Sirt6 regulates dendritic cell differentiation, maturation, and function

Figure 1. Sirt6 regulates the generation of cDCs in vivo and in vitro. (A, B) WT or Sirt6KO BM cells were cultured with GM-CSF and their ability to generate CD11c+ cells was analyzed at day 3, 5, 7 by flow cytometry. (A) The percentage of CD11c+ cells within cultures of Sirt6KO BMs (day 7) was normalized to that of WT CD11c+ cells.
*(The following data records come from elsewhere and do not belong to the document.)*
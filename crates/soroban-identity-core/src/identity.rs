/// Identity records held by the registry contract
use crate::builder::ContractArg;
use crate::codec::CodecError;
use crate::types::{Literal, LiteralMap};
use serde::{Deserialize, Serialize};
use sha2::{Digest, Sha256};

pub const REGISTER_IDENTITY: &str = "register_identity";
pub const VERIFY_IDENTITY: &str = "verify_identity";
pub const GET_IDENTITY: &str = "get_identity";

/// Fields submitted when registering an identity
#[derive(Debug, Clone, PartialEq, Eq, Serialize, Deserialize)]
pub struct IdentityRegistration {
    pub name: String,
    pub country: String,
    pub doc_type: String,
    pub doc_hash: String,
}

impl IdentityRegistration {
    pub fn new(
        name: impl Into<String>,
        country: impl Into<String>,
        doc_type: impl Into<String>,
        doc_hash: impl Into<String>,
    ) -> Self {
        Self {
            name: name.into(),
            country: country.into(),
            doc_type: doc_type.into(),
            doc_hash: doc_hash.into(),
        }
    }

    /// Registration whose `doc_hash` is the SHA-256 fingerprint of `document`
    pub fn with_document(
        name: impl Into<String>,
        country: impl Into<String>,
        doc_type: impl Into<String>,
        document: &[u8],
    ) -> Self {
        Self::new(name, country, doc_type, document_fingerprint(document))
    }

    /// `register_identity(user, name, country, doc_type, doc_hash)` arguments
    pub fn to_args(&self, user: &str) -> Vec<ContractArg> {
        vec![
            ContractArg::address(user),
            ContractArg::string(&self.name),
            ContractArg::string(&self.country),
            ContractArg::string(&self.doc_type),
            ContractArg::string(&self.doc_hash),
        ]
    }
}

/// Lowercase hex SHA-256 of a supporting document
pub fn document_fingerprint(document: &[u8]) -> String {
    hex::encode(Sha256::digest(document))
}

/// Read-only snapshot of one registry entry
#[derive(Debug, Clone, Default, PartialEq, Eq, Serialize)]
pub struct IdentityRecord {
    pub name: Option<String>,
    pub country: Option<String>,
    pub doc_type: Option<String>,
    pub doc_hash: Option<String>,
    pub verified: bool,
}

impl IdentityRecord {
    /// Build a record from the decoded `get_identity` return value.
    ///
    /// Fields that are missing or not text stay `None`; only a payload that
    /// is not a map at all is rejected.
    pub fn from_literal(literal: &Literal) -> Result<Self, CodecError> {
        let map = literal.as_map().ok_or_else(|| {
            CodecError::UnsupportedVariant(format!("expected an identity map, got {}", literal))
        })?;

        Ok(Self {
            name: text(map, "name"),
            country: text(map, "country"),
            doc_type: text(map, "doc_type"),
            doc_hash: text(map, "doc_hash"),
            verified: flag(map, "verified"),
        })
    }
}

fn text(map: &LiteralMap, key: &str) -> Option<String> {
    map.get(key).and_then(Literal::as_str).map(str::to_string)
}

// The contract stores the flag as the text "true" / "false".
fn flag(map: &LiteralMap, key: &str) -> bool {
    match map.get(key) {
        Some(Literal::Bool(b)) => *b,
        Some(Literal::String(s)) => s.eq_ignore_ascii_case("true"),
        _ => false,
    }
}

/// Outcome of a `get_identity` query
#[derive(Debug, Clone, PartialEq, Eq, Serialize)]
#[serde(tag = "status", content = "identity", rename_all = "snake_case")]
pub enum IdentityLookup {
    Found(IdentityRecord),
    NotFound,
}

impl IdentityLookup {
    pub fn found(&self) -> Option<&IdentityRecord> {
        match self {
            IdentityLookup::Found(record) => Some(record),
            IdentityLookup::NotFound => None,
        }
    }
}

#[cfg(test)]
mod tests {
    use super::*;

    fn identity_map(entries: &[(&str, Literal)]) -> Literal {
        Literal::Map(entries.iter().map(|(k, v)| (k.to_string(), v.clone())).collect())
    }

    #[test]
    fn test_record_from_contract_map() {
        let literal = identity_map(&[
            ("name", "Maria".into()),
            ("country", "MX".into()),
            ("doc_type", "selfie".into()),
            ("doc_hash", "1234567890".into()),
            ("verified", "true".into()),
        ]);

        let record = IdentityRecord::from_literal(&literal).unwrap();
        assert_eq!(record.name.as_deref(), Some("Maria"));
        assert_eq!(record.country.as_deref(), Some("MX"));
        assert_eq!(record.doc_type.as_deref(), Some("selfie"));
        assert_eq!(record.doc_hash.as_deref(), Some("1234567890"));
        assert!(record.verified);
    }

    #[test]
    fn test_record_keeps_partial_fields() {
        let literal = identity_map(&[("name", "Maria".into()), ("verified", Literal::Bool(false))]);

        let record = IdentityRecord::from_literal(&literal).unwrap();
        assert_eq!(record.name.as_deref(), Some("Maria"));
        assert_eq!(record.country, None);
        assert!(!record.verified);
    }

    #[test]
    fn test_record_rejects_non_map() {
        let result = IdentityRecord::from_literal(&Literal::U32(3));
        assert!(matches!(result, Err(CodecError::UnsupportedVariant(_))));
    }

    #[test]
    fn test_document_fingerprint() {
        assert_eq!(
            document_fingerprint(b"abc"),
            "ba7816bf8f01cfea414140de5dae2223b00361a396177a9cb410ff61f20015ad"
        );
        let reg = IdentityRegistration::with_document("Maria", "MX", "passport", b"abc");
        assert_eq!(reg.doc_hash.len(), 64);
    }
}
Results are presented are means ± SEM of 6 separate experiments, n=13 for each genotype; ***: p<0.001. (B) one representative experiment out of two is presented. (C-E) BM cells from WT and Sirt6KO mice were analyzed by flow cytometry for the frequency of cDC precursors (pre-cDCs, CD11c+MHCII), pDCs, monocyte/macrophage subsets, mature granulocytes and of BM progenitors of different lineages. (C) one representative experiment out of six is presented; (D, E) results are presented are means ± SEM of fifteen and six separate experiments, respectively, n=6-15 for each genotype; *: p<0.05; **: p<0.01; n.s.: not significant. (F) TNF-α concentration in the supernatants of WT and Sirt6KO BMDCs (harvested at day 6) were determined by ELISA. Results are means ± SEM of three separate experiments, n=10 for each genotype; *: p<0.05. (G) WT and Sirt6KO BM cells were cultured with GM-SCF with or without addition of the indicated concentrations of TNF-α. CD11c+ cells were quantified at day 6 by flow cytometry. One representative experiment out of six is presented, n=6-9 for each genotype.